*** Begin section ***
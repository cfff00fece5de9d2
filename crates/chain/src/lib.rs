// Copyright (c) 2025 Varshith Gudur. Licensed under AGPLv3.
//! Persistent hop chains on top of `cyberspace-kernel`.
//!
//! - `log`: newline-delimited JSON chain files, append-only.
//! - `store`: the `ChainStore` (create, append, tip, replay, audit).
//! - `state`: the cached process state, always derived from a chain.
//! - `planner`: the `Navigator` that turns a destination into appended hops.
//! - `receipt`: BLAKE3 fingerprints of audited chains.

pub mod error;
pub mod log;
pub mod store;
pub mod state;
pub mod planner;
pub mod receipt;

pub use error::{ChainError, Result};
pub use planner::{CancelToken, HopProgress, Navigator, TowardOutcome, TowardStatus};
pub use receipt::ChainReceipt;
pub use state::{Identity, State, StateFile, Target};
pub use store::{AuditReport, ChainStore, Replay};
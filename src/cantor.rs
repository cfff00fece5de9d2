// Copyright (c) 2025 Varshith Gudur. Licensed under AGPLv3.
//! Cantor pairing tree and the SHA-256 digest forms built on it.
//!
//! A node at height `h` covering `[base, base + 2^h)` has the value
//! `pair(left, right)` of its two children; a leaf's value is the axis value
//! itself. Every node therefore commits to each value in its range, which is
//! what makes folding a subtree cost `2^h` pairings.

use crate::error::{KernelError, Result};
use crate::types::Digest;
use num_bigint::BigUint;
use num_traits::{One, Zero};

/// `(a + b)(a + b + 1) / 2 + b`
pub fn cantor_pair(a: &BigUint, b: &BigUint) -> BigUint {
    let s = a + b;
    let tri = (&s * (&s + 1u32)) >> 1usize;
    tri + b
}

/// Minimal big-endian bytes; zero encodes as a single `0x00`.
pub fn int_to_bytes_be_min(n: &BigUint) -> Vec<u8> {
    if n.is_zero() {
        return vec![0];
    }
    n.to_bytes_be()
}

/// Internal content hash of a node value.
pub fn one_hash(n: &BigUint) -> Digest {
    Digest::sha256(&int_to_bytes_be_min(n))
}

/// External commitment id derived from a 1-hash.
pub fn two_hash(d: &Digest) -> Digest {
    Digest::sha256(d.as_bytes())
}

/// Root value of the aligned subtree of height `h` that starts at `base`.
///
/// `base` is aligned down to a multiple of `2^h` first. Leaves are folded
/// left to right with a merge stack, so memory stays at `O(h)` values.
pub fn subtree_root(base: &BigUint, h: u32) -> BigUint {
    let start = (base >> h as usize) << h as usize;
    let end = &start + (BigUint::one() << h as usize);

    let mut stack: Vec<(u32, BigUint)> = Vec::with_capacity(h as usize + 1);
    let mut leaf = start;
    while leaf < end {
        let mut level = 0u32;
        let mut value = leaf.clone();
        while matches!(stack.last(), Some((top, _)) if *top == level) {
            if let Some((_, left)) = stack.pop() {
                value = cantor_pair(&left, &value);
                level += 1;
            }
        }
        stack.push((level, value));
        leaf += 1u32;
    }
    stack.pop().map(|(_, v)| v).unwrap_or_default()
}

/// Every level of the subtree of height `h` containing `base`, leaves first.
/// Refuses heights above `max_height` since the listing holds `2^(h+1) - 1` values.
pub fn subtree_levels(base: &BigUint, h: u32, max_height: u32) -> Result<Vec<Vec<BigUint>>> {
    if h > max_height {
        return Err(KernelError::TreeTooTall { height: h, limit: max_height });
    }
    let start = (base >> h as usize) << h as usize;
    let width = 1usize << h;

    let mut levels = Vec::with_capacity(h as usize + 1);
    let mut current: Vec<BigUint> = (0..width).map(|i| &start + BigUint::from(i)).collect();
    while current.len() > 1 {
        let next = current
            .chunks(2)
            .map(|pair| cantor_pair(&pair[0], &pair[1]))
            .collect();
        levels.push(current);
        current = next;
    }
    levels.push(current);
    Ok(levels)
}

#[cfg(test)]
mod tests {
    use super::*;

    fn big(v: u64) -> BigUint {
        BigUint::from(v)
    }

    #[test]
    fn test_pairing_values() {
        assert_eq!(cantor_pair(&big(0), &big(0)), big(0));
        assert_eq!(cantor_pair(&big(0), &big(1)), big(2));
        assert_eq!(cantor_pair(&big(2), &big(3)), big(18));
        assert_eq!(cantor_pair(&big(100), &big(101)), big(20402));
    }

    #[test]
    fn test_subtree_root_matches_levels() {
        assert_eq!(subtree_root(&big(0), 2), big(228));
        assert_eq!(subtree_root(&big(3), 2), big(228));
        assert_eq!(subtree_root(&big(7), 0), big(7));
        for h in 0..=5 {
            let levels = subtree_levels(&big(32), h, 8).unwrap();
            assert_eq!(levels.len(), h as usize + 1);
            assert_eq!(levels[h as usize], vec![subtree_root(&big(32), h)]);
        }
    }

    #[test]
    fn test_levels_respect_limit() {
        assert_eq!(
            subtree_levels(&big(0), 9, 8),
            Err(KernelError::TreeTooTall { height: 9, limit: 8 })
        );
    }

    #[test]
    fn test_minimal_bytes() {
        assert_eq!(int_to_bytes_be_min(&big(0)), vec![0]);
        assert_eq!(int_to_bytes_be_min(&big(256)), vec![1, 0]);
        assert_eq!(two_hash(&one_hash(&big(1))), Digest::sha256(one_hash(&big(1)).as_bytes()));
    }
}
*** End section ***
• [WHAT IS REQUIRED]
Transcribe the material above in full, keeping each word unchanged.

• [SOLUTION TO THIS TASK]
repository cfff00fece5de9d2
filename crates/chain/src/lib.rs
// Copyright (c) 2025 Varshith Gudur. Licensed under AGPLv3.
//! Persistent hop chains on top of `cyberspace-kernel`.
//!
//! - `log`: newline-delimited JSON chain files, append-only.
//! - `store`: the `ChainStore` (create, append, tip, replay, audit).
//! - `state`: the cached process state, always derived from a chain.
//! - `planner`: the `Navigator` that turns a destination into appended hops.
//! - `receipt`: BLAKE3 fingerprints of audited chains.

pub mod error;
pub mod log;
pub mod store;
pub mod state;
pub mod planner;
pub mod receipt;

pub use error::{ChainError, Result};
pub use planner::{CancelToken, HopProgress, Navigator, TowardOutcome, TowardStatus};
pub use receipt::ChainReceipt;
pub use state::{Identity, State, StateFile, Target};
pub use store::{AuditReport, ChainStore, Replay};
filename src/cantor.rs
repository cfff00fece5de9d2
// Copyright (c) 2025 Varshith Gudur. Licensed under AGPLv3.
//! Cantor pairing tree and the SHA-256 digest forms built on it.
//!
//! A node at height `h` covering `[base, base + 2^h)` has the value
//! `pair(left, right)` of its two children; a leaf's value is the axis value
//! itself. Every node therefore commits to each value in its range, which is
//! what makes folding a subtree cost `2^h` pairings.

use crate::error::{KernelError, Result};
use crate::types::Digest;
use num_bigint::BigUint;
use num_traits::{One, Zero};

/// `(a + b)(a + b + 1) / 2 + b`
pub fn cantor_pair(a: &BigUint, b: &BigUint) -> BigUint {
    let s = a + b;
    let tri = (&s * (&s + 1u32)) >> 1usize;
    tri + b
}

/// Minimal big-endian bytes; zero encodes as a single `0x00`.
pub fn int_to_bytes_be_min(n: &BigUint) -> Vec<u8> {
    if n.is_zero() {
        return vec![0];
    }
    n.to_bytes_be()
}

/// Internal content hash of a node value.
pub fn one_hash(n: &BigUint) -> Digest {
    Digest::sha256(&int_to_bytes_be_min(n))
}

/// External commitment id derived from a 1-hash.
pub fn two_hash(d: &Digest) -> Digest {
    Digest::sha256(d.as_bytes())
}

/// Root value of the aligned subtree of height `h` that starts at `base`.
///
/// `base` is aligned down to a multiple of `2^h` first. Leaves are folded
/// left to right with a merge stack, so memory stays at `O(h)` values.
pub fn subtree_root(base: &BigUint, h: u32) -> BigUint {
    let start = (base >> h as usize) << h as usize;
    let end = &start + (BigUint::one() << h as usize);

    let mut stack: Vec<(u32, BigUint)> = Vec::with_capacity(h as usize + 1);
    let mut leaf = start;
    while leaf < end {
        let mut level = 0u32;
        let mut value = leaf.clone();
        while matches!(stack.last(), Some((top, _)) if *top == level) {
            if let Some((_, left)) = stack.pop() {
                value = cantor_pair(&left, &value);
                level += 1;
            }
        }
        stack.push((level, value));
        leaf += 1u32;
    }
    stack.pop().map(|(_, v)| v).unwrap_or_default()
}

/// Every level of the subtree of height `h` containing `base`, leaves first.
/// Refuses heights above `max_height` since the listing holds `2^(h+1) - 1` values.
pub fn subtree_levels(base: &BigUint, h: u32, max_height: u32) -> Result<Vec<Vec<BigUint>>> {
    if h > max_height {
        return Err(KernelError::TreeTooTall { height: h, limit: max_height });
    }
    let start = (base >> h as usize) << h as usize;
    let width = 1usize << h;

    let mut levels = Vec::with_capacity(h as usize + 1);
    let mut current: Vec<BigUint> = (0..width).map(|i| &start + BigUint::from(i)).collect();
    while current.len() > 1 {
        let next = current
            .chunks(2)
            .map(|pair| cantor_pair(&pair[0], &pair[1]))
            .collect();
        levels.push(current);
        current = next;
    }
    levels.push(current);
    Ok(levels)
}

#[cfg(test)]
mod tests {
    use super::*;

    fn big(v: u64) -> BigUint {
        BigUint::from(v)
    }

    #[test]
    fn test_pairing_values() {
        assert_eq!(cantor_pair(&big(0), &big(0)), big(0));
        assert_eq!(cantor_pair(&big(0), &big(1)), big(2));
        assert_eq!(cantor_pair(&big(2), &big(3)), big(18));
        assert_eq!(cantor_pair(&big(100), &big(101)), big(20402));
    }

    #[test]
    fn test_subtree_root_matches_levels() {
        assert_eq!(subtree_root(&big(0), 2), big(228));
        assert_eq!(subtree_root(&big(3), 2), big(228));
        assert_eq!(subtree_root(&big(7), 0), big(7));
        for h in 0..=5 {
            let levels = subtree_levels(&big(32), h, 8).unwrap();
            assert_eq!(levels.len(), h as usize + 1);
            assert_eq!(levels[h as usize], vec![subtree_root(&big(32), h)]);
        }
    }

    #[test]
    fn test_levels_respect_limit() {
        assert_eq!(
            subtree_levels(&big(0), 9, 8),
            Err(KernelError::TreeTooTall { height: 9, limit: 8 })
        );
    }

    #[test]
    fn test_minimal_bytes() {
        assert_eq!(int_to_bytes_be_min(&big(0)), vec![0]);
        assert_eq!(int_to_bytes_be_min(&big(256)), vec![1, 0]);
        assert_eq!(two_hash(&one_hash(&big(1))), Digest::sha256(one_hash(&big(1)).as_bytes()));
    }
}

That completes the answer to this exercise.